Task instructions:
Beneath this task are records; state how many of their lines hold the word "ClientConfig", and nothing else.

Data to process:
//! The central outbound request function.

use std::sync::Arc;
use std::time::Duration;

use reqwest::header::{HeaderName, HeaderValue, ACCEPT, AUTHORIZATION};
use reqwest::{Client, Method, StatusCode};
use serde::de::DeserializeOwned;
use serde::Serialize;
use serde_json::{Map, Value};

use crate::error::{ApiError, ErrorKind, Result};
use crate::ClientConfig;

/// Supplies the current bearer token, if any.
///
/// The gateway asks on every request, so a token replaced between calls is
/// picked up immediately.
pub trait TokenSource: Send + Sync {
    /// Return the bearer token to attach, or `None` to send the request
    /// without an `Authorization` header.
    fn bearer_token(&self) -> Option<String>;
}

/// A token source that never has a token.
#[derive(Debug, Clone, Copy, Default)]
pub struct NoToken;

impl TokenSource for NoToken {
    fn bearer_token(&self) -> Option<String> {
        None
    }
}

impl<F> TokenSource for F
where
    F: Fn() -> Option<String> + Send + Sync,
{
    fn bearer_token(&self) -> Option<String> {
        self()
    }
}

/// Per-request options.
#[derive(Debug, Clone)]
pub struct RequestOptions {
    /// HTTP method.
    pub method: Method,
    /// JSON body, if any.
    pub body: Option<Value>,
    /// Query parameters, appended in order.
    pub query: Vec<(String, String)>,
    /// Extra headers.
    pub headers: Vec<(String, String)>,
    /// Overrides the configured default timeout.
    pub timeout: Option<Duration>,
}

impl RequestOptions {
    /// Options for the given method with no body.
    #[must_use]
    pub const fn new(method: Method) -> Self {
        Self {
            method,
            body: None,
            query: Vec::new(),
            headers: Vec::new(),
            timeout: None,
        }
    }

    /// A `GET` request.
    #[must_use]
    pub const fn get() -> Self {
        Self::new(Method::GET)
    }

    /// A `POST` request.
    #[must_use]
    pub const fn post() -> Self {
        Self::new(Method::POST)
    }

    /// A `PUT` request.
    #[must_use]
    pub const fn put() -> Self {
        Self::new(Method::PUT)
    }

    /// A `PATCH` request.
    #[must_use]
    pub const fn patch() -> Self {
        Self::new(Method::PATCH)
    }

    /// A `DELETE` request.
    #[must_use]
    pub const fn delete() -> Self {
        Self::new(Method::DELETE)
    }

    /// Attach a JSON body.
    #[must_use]
    pub fn json(mut self, body: Value) -> Self {
        self.body = Some(body);
        self
    }

    /// Append a query parameter.
    #[must_use]
    pub fn query(mut self, key: impl Into<String>, value: impl Into<String>) -> Self {
        self.query.push((key.into(), value.into()));
        self
    }

    /// Append a header.
    #[must_use]
    pub fn header(mut self, name: impl Into<String>, value: impl Into<String>) -> Self {
        self.headers.push((name.into(), value.into()));
        self
    }

    /// Override the timeout for this request.
    #[must_use]
    pub fn timeout(mut self, timeout: Duration) -> Self {
        self.timeout = Some(timeout);
        self
    }
}

impl Default for RequestOptions {
    fn default() -> Self {
        Self::get()
    }
}

/// Gateway for all outbound API calls.
#[derive(Clone)]
pub struct HttpGateway {
    config: ClientConfig,
    client: Client,
    tokens: Arc<dyn TokenSource>,
}

impl std::fmt::Debug for HttpGateway {
    fn fmt(&self, f: &mut std::fmt::Formatter<'_>) -> std::fmt::Result {
        f.debug_struct("HttpGateway")
            .field("base_url", &self.config.base_url)
            .finish_non_exhaustive()
    }
}

impl HttpGateway {
    /// Create a gateway with its own HTTP client.
    ///
    /// # Errors
    ///
    /// Returns an error if the HTTP client cannot be built.
    pub fn new(config: ClientConfig, tokens: Arc<dyn TokenSource>) -> Result<Self> {
        let client = Client::builder()
            .cookie_store(config.cookie_store)
            .connect_timeout(Duration::from_secs(5))
            .build()
            .map_err(|e| {
                ApiError::new(
                    ErrorKind::UnknownError,
                    format!("failed to create HTTP client: {e}"),
                )
            })?;

        Ok(Self::with_client(client, config, tokens))
    }

    /// Create a gateway around an existing HTTP client.
    #[must_use]
    pub fn with_client(client: Client, config: ClientConfig, tokens: Arc<dyn TokenSource>) -> Self {
        Self {
            config,
            client,
            tokens,
        }
    }

    /// Return a gateway sharing this one's HTTP client and configuration but
    /// reading tokens from a different source.
    #[must_use]
    pub fn with_token_source(&self, tokens: Arc<dyn TokenSource>) -> Self {
        Self {
            config: self.config.clone(),
            client: self.client.clone(),
            tokens,
        }
    }

    /// Get the gateway configuration.
    #[must_use]
    pub const fn config(&self) -> &ClientConfig {
        &self.config
    }

    /// Perform a request and return the parsed JSON body.
    ///
    /// A `204 No Content` response, or any empty success body, resolves to
    /// an empty JSON object without attempting to parse.
    ///
    /// # Errors
    ///
    /// Returns a classified [`ApiError`]:
    /// - `TIMEOUT` when the call outlives its timeout
    /// - `NETWORK_ERROR` when no response was received
    /// - a status-derived kind for non-2xx responses
    /// - `UNKNOWN_ERROR` when a success body is not JSON
    pub async fn request(&self, endpoint: &str, options: RequestOptions) -> Result<Value> {
        let url = self.config.url_for(endpoint);
        let timeout = options
            .timeout
            .unwrap_or_else(|| self.config.request_timeout());
        let method = options.method.clone();

        tracing::debug!(method = %method, endpoint, "Sending request");

        let builder = self.build(&url, options)?;
        let result = match tokio::time::timeout(timeout, Self::execute(builder)).await {
            Ok(result) => result,
            Err(_) => Err(ApiError::timeout(timeout.as_millis())),
        };

        match &result {
            Ok(_) => tracing::debug!(method = %method, endpoint, "Request succeeded"),
            Err(err) => match err.kind {
                ErrorKind::NetworkError | ErrorKind::Timeout | ErrorKind::ServerError => {
                    tracing::warn!(
                        method = %method,
                        endpoint,
                        kind = %err.kind,
                        status = ?err.status,
                        error = %err.message,
                        "Request failed"
                    );
                }
                _ => tracing::debug!(
                    method = %method,
                    endpoint,
                    kind = %err.kind,
                    status = ?err.status,
                    "Request rejected"
                ),
            },
        }

        result
    }

    /// Perform a request and decode the body into `T`.
    ///
    /// # Errors
    ///
    /// Returns the same errors as [`request`](Self::request), plus
    /// `UNKNOWN_ERROR` if the body does not decode into `T`.
    pub async fn request_as<T: DeserializeOwned>(
        &self,
        endpoint: &str,
        options: RequestOptions,
    ) -> Result<T> {
        let value = self.request(endpoint, options).await?;
        serde_json::from_value(value).map_err(|e| {
            ApiError::new(
                ErrorKind::UnknownError,
                format!("unexpected response shape: {e}"),
            )
        })
    }

    /// `GET` an endpoint.
    ///
    /// # Errors
    ///
    /// See [`request`](Self::request).
    pub async fn get(&self, endpoint: &str) -> Result<Value> {
        self.request(endpoint, RequestOptions::get()).await
    }

    /// `POST` a JSON body to an endpoint.
    ///
    /// # Errors
    ///
    /// See [`request`](Self::request). Also fails with `UNKNOWN_ERROR` if the
    /// body cannot be serialized.
    pub async fn post<B: Serialize + ?Sized>(&self, endpoint: &str, body: &B) -> Result<Value> {
        let body = to_json(body)?;
        self.request(endpoint, RequestOptions::post().json(body))
            .await
    }

    /// `PUT` a JSON body to an endpoint.
    ///
    /// # Errors
    ///
    /// See [`post`](Self::post).
    pub async fn put<B: Serialize + ?Sized>(&self, endpoint: &str, body: &B) -> Result<Value> {
        let body = to_json(body)?;
        self.request(endpoint, RequestOptions::put().json(body)).await
    }

    /// `PATCH` a JSON body to an endpoint.
    ///
    /// # Errors
    ///
    /// See [`post`](Self::post).
    pub async fn patch<B: Serialize + ?Sized>(&self, endpoint: &str, body: &B) -> Result<Value> {
        let body = to_json(body)?;
        self.request(endpoint, RequestOptions::patch().json(body))
            .await
    }

    /// `DELETE` an endpoint.
    ///
    /// # Errors
    ///
    /// See [`request`](Self::request).
    pub async fn delete(&self, endpoint: &str) -> Result<Value> {
        self.request(endpoint, RequestOptions::delete()).await
    }

    fn build(&self, url: &str, options: RequestOptions) -> Result<reqwest::RequestBuilder> {
        let mut builder = self
            .client
            .request(options.method, url)
            .header(ACCEPT, HeaderValue::from_static("application/json"));

        if let Some(token) = self.tokens.bearer_token().filter(|t| !t.is_empty()) {
            let value = HeaderValue::from_str(&format!("Bearer {token}")).map_err(|_| {
                ApiError::new(ErrorKind::UnknownError, "bearer token is not a valid header value")
            })?;
            builder = builder.header(AUTHORIZATION, value);
        }

        for (name, value) in options.headers {
            let name = HeaderName::from_bytes(name.as_bytes()).map_err(|_| {
                ApiError::new(ErrorKind::BadRequest, format!("invalid header name: {name}"))
            })?;
            let value = HeaderValue::from_str(&value).map_err(|_| {
                ApiError::new(ErrorKind::BadRequest, format!("invalid value for header {name}"))
            })?;
            builder = builder.header(name, value);
        }

        if !options.query.is_empty() {
            builder = builder.query(&options.query);
        }

        if let Some(body) = options.body {
            builder = builder.json(&body);
        }

        Ok(builder)
    }

    async fn execute(builder: reqwest::RequestBuilder) -> Result<Value> {
        let response = builder.send().await.map_err(classify_transport)?;
        let status = response.status();

        if status == StatusCode::NO_CONTENT {
            return Ok(empty_object());
        }

        if !status.is_success() {
            // An unreadable error body still yields a status-classified error.
            let body = response.bytes().await.unwrap_or_default();
            return Err(ApiError::from_response(status.as_u16(), &body));
        }

        let body = response.bytes().await.map_err(classify_transport)?;
        if body.iter().all(u8::is_ascii_whitespace) {
            return Ok(empty_object());
        }

        serde_json::from_slice(&body).map_err(|e| ApiError {
            kind: ErrorKind::UnknownError,
            status: Some(status.as_u16()),
            message: format!("invalid response body: {e}"),
            code: None,
        })
    }
}

fn empty_object() -> Value {
    Value::Object(Map::new())
}

fn to_json<B: Serialize + ?Sized>(body: &B) -> Result<Value> {
    serde_json::to_value(body).map_err(|e| {
        ApiError::new(
            ErrorKind::UnknownError,
            format!("failed to serialize request body: {e}"),
        )
    })
}

fn classify_transport(err: reqwest::Error) -> ApiError {
    if err.is_timeout() {
        ApiError::new(ErrorKind::Timeout, err.to_string())
    } else {
        ApiError::network(err.to_string())
    }
}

Worked solution:
5